**Assigned task:**
Give the data again exactly, stopping after the "use crate::anonymization::config::DetectorConfig;" line.

**Records for the task:**
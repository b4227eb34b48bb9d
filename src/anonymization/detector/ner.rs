//! NER-based detector
//!
//! Turns the raw spans of an [`EntityRecognizer`] into [`Detection`]s:
//! scores below the threshold are discarded, labels are mapped onto
//! [`PiiType`](crate::anonymization::models::PiiType), disabled types are
//! discarded and offsets are normalized to byte offsets into the input.

use super::labels::map_label;
use crate::adapters::recognizer::{EntityRecognizer, RawSpan, RecognitionOptions};
use crate::anonymization::config::DetectorConfig;
use crate::anonymization::models::{Detection, DetectionMethod};
use crate::config::OffsetUnit;
use crate::domain::RecognizerError;
use std::sync::Arc;

/// Detector backed by a NER recognizer
#[derive(Clone)]
pub struct NerDetector {
    recognizer: Arc<dyn EntityRecognizer>,
    options: RecognitionOptions,
}

impl NerDetector {
    /// Create a detector over `recognizer`
    pub fn new(recognizer: Arc<dyn EntityRecognizer>, options: RecognitionOptions) -> Self {
        Self {
            recognizer,
            options,
        }
    }

    /// Initialize the underlying recognizer
    pub async fn load(&self) -> Result<(), RecognizerError> {
        self.recognizer.load().await
    }

    /// Detections accepted by `config`, in recognizer order
    ///
    /// # Errors
    ///
    /// Returns the recognizer's error unchanged; the caller decides how to
    /// fall back.
    pub async fn detect(
        &self,
        text: &str,
        config: &DetectorConfig,
    ) -> Result<Vec<Detection>, RecognizerError> {
        let spans = self.recognizer.recognize(text, &self.options).await?;
        Ok(normalize_spans(
            text,
            spans,
            self.recognizer.offset_unit(),
            config,
        ))
    }
}

/// Convert raw recognizer spans into detections over `text`
///
/// Spans without offsets are located by searching for their `word`, first
/// after the previous span and then from the start of the text. Spans that
/// cannot be placed on valid character boundaries are dropped.
pub fn normalize_spans(
    text: &str,
    spans: Vec<RawSpan>,
    unit: OffsetUnit,
    config: &DetectorConfig,
) -> Vec<Detection> {
    let char_starts: Option<Vec<usize>> = match unit {
        OffsetUnit::Chars => Some(
            text.char_indices()
                .map(|(i, _)| i)
                .chain(std::iter::once(text.len()))
                .collect(),
        ),
        OffsetUnit::Bytes => None,
    };

    let mut detections = Vec::with_capacity(spans.len());
    let mut cursor = 0;

    for span in spans {
        if span.score < config.confidence_threshold {
            continue;
        }

        let pii_type = map_label(span.label());
        if !config.is_enabled(pii_type) {
            continue;
        }

        let located = match (span.start, span.end) {
            (Some(start), Some(end)) => to_byte_range(text, start, end, char_starts.as_deref()),
            _ => locate_word(text, &span.word, cursor),
        };

        let Some((start, end)) = located else {
            tracing::warn!(
                label = %span.label(),
                start = ?span.start,
                end = ?span.end,
                "Dropping recognizer span that does not fit the input text"
            );
            continue;
        };

        detections.push(
            Detection::new(pii_type, &text[start..end], start, end, DetectionMethod::Ner)
                .with_confidence(span.score),
        );
        cursor = end;
    }

    detections
}

fn to_byte_range(
    text: &str,
    start: usize,
    end: usize,
    char_starts: Option<&[usize]>,
) -> Option<(usize, usize)> {
    let (start, end) = match char_starts {
        Some(starts) => (*starts.get(start)?, *starts.get(end)?),
        None => (start, end),
    };

    let valid = start < end
        && end <= text.len()
        && text.is_char_boundary(start)
        && text.is_char_boundary(end);
    valid.then_some((start, end))
}

fn locate_word(text: &str, word: &str, cursor: usize) -> Option<(usize, usize)> {
    let word = word.trim();
    if word.is_empty() {
        return None;
    }

    let start = text
        .get(cursor..)
        .and_then(|rest| rest.find(word))
        .map(|offset| cursor + offset)
        .or_else(|| text.find(word))?;

    Some((start, start + word.len()))
}
//! Pattern library for fallback PII detection

use crate::anonymization::models::PiiType;
use anyhow::{Context, Result};
use regex::Regex;
use serde::Deserialize;
use std::collections::{BTreeMap, HashMap};
use std::path::Path;

/// Pattern definition from TOML
#[derive(Debug, Clone, Deserialize)]
pub struct PatternDefinition {
    /// Regex patterns for this type
    pub patterns: Vec<String>,
    /// Confidence score (0.0 - 1.0) assigned to every match
    pub confidence: f32,
    /// PII type tag
    pub category: String,
}

/// Compiled pattern with metadata
#[derive(Debug, Clone)]
pub struct CompiledPattern {
    /// Name of the library entry the pattern came from
    pub name: String,
    /// Compiled regex
    pub regex: Regex,
    /// PII type reported for matches
    pub pii_type: PiiType,
    /// Confidence score
    pub confidence: f32,
}

/// Pattern library container
///
/// Entries are kept sorted by name so that scanning order, and therefore
/// the output of the matcher, never depends on hash seeds.
#[derive(Debug, Deserialize)]
struct PatternLibrary {
    patterns: BTreeMap<String, PatternDefinition>,
}

/// Pattern registry for fallback detection
#[derive(Debug)]
pub struct PatternRegistry {
    patterns: Vec<CompiledPattern>,
    patterns_by_type: HashMap<PiiType, Vec<CompiledPattern>>,
}

impl PatternRegistry {
    /// Create a new pattern registry from a TOML file
    pub fn from_file<P: AsRef<Path>>(path: P) -> Result<Self> {
        let content = std::fs::read_to_string(path.as_ref()).with_context(|| {
            format!(
                "Failed to read pattern library: {}",
                path.as_ref().display()
            )
        })?;

        Self::from_toml(&content)
    }

    /// Create a pattern registry from TOML content
    pub fn from_toml(content: &str) -> Result<Self> {
        let library: PatternLibrary =
            toml::from_str(content).context("Failed to parse pattern library TOML")?;

        let mut patterns = Vec::new();
        let mut patterns_by_type: HashMap<PiiType, Vec<CompiledPattern>> = HashMap::new();

        for (name, def) in library.patterns {
            let pii_type: PiiType = def
                .category
                .parse()
                .map_err(anyhow::Error::msg)
                .with_context(|| format!("Invalid type in pattern '{name}'"))?;

            if !(0.0..=1.0).contains(&def.confidence) {
                anyhow::bail!(
                    "Confidence of pattern '{name}' must be between 0.0 and 1.0, got {}",
                    def.confidence
                );
            }

            for pattern_str in &def.patterns {
                let regex = Regex::new(pattern_str)
                    .with_context(|| format!("Invalid regex in pattern '{name}': {pattern_str}"))?;

                let compiled = CompiledPattern {
                    name: name.clone(),
                    regex,
                    pii_type,
                    confidence: def.confidence,
                };

                patterns.push(compiled.clone());
                patterns_by_type.entry(pii_type).or_default().push(compiled);
            }
        }

        Ok(Self {
            patterns,
            patterns_by_type,
        })
    }

    /// Create a registry with the built-in patterns
    pub fn default_patterns() -> Result<Self> {
        let default_toml = include_str!("../../../../patterns/pii_patterns.toml");
        Self::from_toml(default_toml)
    }

    /// Registry from an optional library file, built-ins otherwise
    pub fn load(path: Option<&Path>) -> Result<Self> {
        match path {
            Some(path) => Self::from_file(path),
            None => Self::default_patterns(),
        }
    }

    /// Get all patterns
    pub fn all_patterns(&self) -> &[CompiledPattern] {
        &self.patterns
    }

    /// Get patterns for a specific type
    pub fn patterns_for_type(&self, pii_type: PiiType) -> Option<&[CompiledPattern]> {
        self.patterns_by_type.get(&pii_type).map(|v| v.as_slice())
    }
}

**Exercise result:**
repository b4227eb34b48bb9d
filename src/anonymization/detector/ner.rs
//! NER-based detector
//!
//! Turns the raw spans of an [`EntityRecognizer`] into [`Detection`]s:
//! scores below the threshold are discarded, labels are mapped onto
//! [`PiiType`](crate::anonymization::models::PiiType), disabled types are
//! discarded and offsets are normalized to byte offsets into the input.

use super::labels::map_label;
use crate::adapters::recognizer::{EntityRecognizer, RawSpan, RecognitionOptions};
use crate::anonymization::config::DetectorConfig;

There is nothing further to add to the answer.